Kuwahara Hiroyuki, Gao Xin
Computational Bioscience Research Center (CBRC), King Abdullah University of Science and Technology (KAUST), Thuwal, 23955, Saudi Arabia.
J Cheminform. 2021 Mar 23;13(1):27. doi: 10.1186/s13321-021-00506-2.
Two-dimensional (2D) chemical fingerprints are widely used as binary features for the quantification of structural similarity of chemical compounds, which is an important step in similarity-based virtual screening (VS). Here, using an eigenvalue-based entropy approach, we identified 2D fingerprints with little to no contribution to shaping the eigenvalue distribution of the feature matrix as related ones and examined the degree to which these related 2D fingerprints influenced molecular similarity scores calculated with the Tanimoto coefficient. Our analysis identified many related fingerprints in publicly available fingerprint schemes and showed that their presence in the feature set could have substantial effects on the similarity scores and bias the outcome of molecular similarity analysis. Our results have implication in the optimal selection of 2D fingerprints for compound similarity analysis and the identification of potential hits for compounds with target biological activity in VS.
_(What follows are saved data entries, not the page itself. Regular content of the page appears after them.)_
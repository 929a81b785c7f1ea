//! Fixed timestep simulation tick
//!
//! Advances the ball across the player's graphs and decides when a round
//! ends.

use super::collision::CurveContact;
use super::graphs::{GraphId, GraphStorage};
use super::state::{Ball, Level};
use crate::consts::*;
use crate::expr::{EvalContext, Function};

/// Whether the ball is currently rolling
#[derive(Debug, Clone, Copy, PartialEq, Eq, Default)]
pub enum Phase {
    #[default]
    Stopped,
    Running,
}

/// How a round ended
#[derive(Debug, Clone, Copy, PartialEq)]
pub struct RoundEnd {
    /// True if the ball reached the flag
    pub won: bool,
    /// Simulated seconds from start to the end of the round
    pub elapsed_secs: f64,
}

/// Called with `(won, elapsed_secs)` whenever a round ends
pub type EndCallback = Box<dyn FnMut(bool, f64)>;

/// Ball simulation for one level instance
pub struct Simulator {
    level: Level,
    graphs: GraphStorage,
    ball: Ball,
    phase: Phase,
    time_secs: f64,
    contact: CurveContact,
    on_end: EndCallback,
}

impl Simulator {
    pub fn new(level: Level, on_end: impl FnMut(bool, f64) + 'static) -> Self {
        let ball = Ball::new(level.start());
        Self {
            level,
            graphs: GraphStorage::new(),
            ball,
            phase: Phase::Stopped,
            time_secs: 0.0,
            contact: CurveContact::new(BALL_RADIUS),
            on_end: Box::new(on_end),
        }
    }

    pub fn add_graph(&mut self, function: Function) -> GraphId {
        self.graphs.add(function)
    }

    pub fn remove_graph(&mut self, id: GraphId) -> bool {
        self.graphs.remove(id)
    }

    /// Replace an edited graph's function, keeping its id and color
    pub fn replace_graph(&mut self, id: GraphId, function: Function) -> bool {
        self.graphs.replace(id, function)
    }

    pub fn graphs(&self) -> &GraphStorage {
        &self.graphs
    }

    pub fn level(&self) -> &Level {
        &self.level
    }

    /// The ball. Valid even while stopped (resting on the start point).
    pub fn ball(&self) -> &Ball {
        &self.ball
    }

    pub fn ball_position(&self) -> (f64, f64) {
        self.ball.pos.into()
    }

    pub fn phase(&self) -> Phase {
        self.phase
    }

    pub fn is_playing(&self) -> bool {
        self.phase == Phase::Running
    }

    /// Seconds since the round started, or 0 while stopped
    pub fn elapsed_seconds(&self) -> f64 {
        match self.phase {
            Phase::Running => self.time_secs,
            Phase::Stopped => 0.0,
        }
    }

    /// Start or stop the round. The ball is reset either way.
    pub fn toggle_playing(&mut self) {
        self.phase = match self.phase {
            Phase::Stopped => {
                self.time_secs = 0.0;
                log::info!("Round started with {} graph(s)", self.graphs.len());
                Phase::Running
            }
            Phase::Running => {
                log::info!("Round stopped at {:.2}s", self.time_secs);
                Phase::Stopped
            }
        };
        self.ball.reset(self.level.start());
    }

    /// Advance one tick. Returns the outcome if the round ended this tick.
    pub fn update(&mut self) -> Option<RoundEnd> {
        if self.phase != Phase::Running {
            return None;
        }

        let time = self.time_secs;
        let dt = SIM_DT;

        self.level.on_update(time, dt);
        self.move_ball(time, dt);

        let won = if self.should_die() {
            Some(false)
        } else if self.touches_flag() {
            Some(true)
        } else {
            None
        };

        let end = won.map(|won| {
            if won {
                log::info!("Flag reached after {:.2}s", time);
            } else {
                log::info!(
                    "Ball lost at ({:.2}, {:.2}) after {:.2}s",
                    self.ball.pos.x,
                    self.ball.pos.y,
                    time
                );
            }
            self.toggle_playing();
            (self.on_end)(won, time);
            RoundEnd {
                won,
                elapsed_secs: time,
            }
        });

        self.time_secs += dt;
        end
    }

    fn move_ball(&mut self, time: f64, dt: f64) {
        let mut ctx = EvalContext::new(time);
        let ball_x = self.ball.pos.x;
        let ball_y = self.ball.pos.y;

        // Work with the ball's bottom point
        let mut next_y = ball_y - self.gravity_drop(time) - BALL_RADIUS;
        let next_x = ball_x + self.horizontal_step(dt, &mut ctx);

        let mut supporting = None;
        for graph in self.graphs.iter() {
            let f = graph.function();
            let y = f.eval_at(ball_x, &mut ctx);
            if y.is_nan() || y - CONTACT_EPSILON > ball_y || !f.can_eval(&ctx) {
                continue;
            }

            let contact = self.contact.contact_height(f, &mut ctx, ball_x) - BALL_RADIUS;
            if next_y < contact {
                next_y = contact;
                supporting = Some(graph.id());
                self.ball.last_contact = time;
            }
        }

        self.ball.pos.x = next_x;
        self.ball.pos.y = next_y + BALL_RADIUS;
        self.ball.supporting = supporting;
    }

    /// Vertical fall this tick. Contact resets the fall time; it is
    /// clamped so falls neither start instantly nor run away.
    fn gravity_drop(&self, time: f64) -> f64 {
        (time - self.ball.last_contact).clamp(MIN_FALL_TIME, MAX_FALL_TIME) * GRAVITY
    }

    /// Horizontal travel this tick. Climbing slows the ball down, descending
    /// doesn't speed it up.
    fn horizontal_step(&self, dt: f64, ctx: &mut EvalContext) -> f64 {
        let Some(graph) = self.ball.supporting.and_then(|id| self.graphs.get(id)) else {
            return BALL_SPEED * dt;
        };

        // Counting downhill too would make any curve that starts and ends
        // at the same height exactly as fast as a flat line.
        let slope = approx_slope(graph.function(), self.ball.pos.x, ctx);
        (BALL_SPEED - 0.5 * slope.max(0.0)) * dt
    }

    fn should_die(&self) -> bool {
        let y = self.ball.pos.y;
        if !(-LEVEL_HEIGHT - 1.0..=LEVEL_HEIGHT + 1.0).contains(&y) {
            return true;
        }
        self.level.would_kill(&self.ball)
    }

    fn touches_flag(&self) -> bool {
        let goal = self.level.goal();
        let pos = self.ball.pos;
        let r = BALL_RADIUS;
        goal.x <= pos.x + r
            && pos.x - r <= goal.x + FLAG_SIZE
            && goal.y <= pos.y + r
            && pos.y - r <= goal.y + FLAG_SIZE
    }
}

/// Symmetric finite-difference slope of `f` at `x`
fn approx_slope(f: &Function, x: f64, ctx: &mut EvalContext) -> f64 {
    let y1 = f.eval_at(x - SLOPE_DX / 2.0, ctx);
    let y2 = f.eval_at(x + SLOPE_DX / 2.0, ctx);
    (y2 - y1) / SLOPE_DX
}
二维(2D)化学指纹作为二元特征被广泛用于量化化合物的结构相似性,这是基于相似性的虚拟筛选(VS)中的重要一步。在此,我们使用基于特征值的熵方法,将对塑造特征矩阵的特征值分布贡献很小或没有贡献的二维指纹识别为相关指纹,并研究了这些相关二维指纹对用Tanimoto系数计算的分子相似性得分的影响程度。我们的分析在公开可用的指纹方案中识别出许多相关指纹,并表明它们在特征集中的存在可能对相似性得分产生重大影响,并使分子相似性分析的结果产生偏差。我们的结果对于化合物相似性分析中二维指纹的最佳选择以及在虚拟筛选中识别具有目标生物活性的化合物的潜在命中物具有启示意义。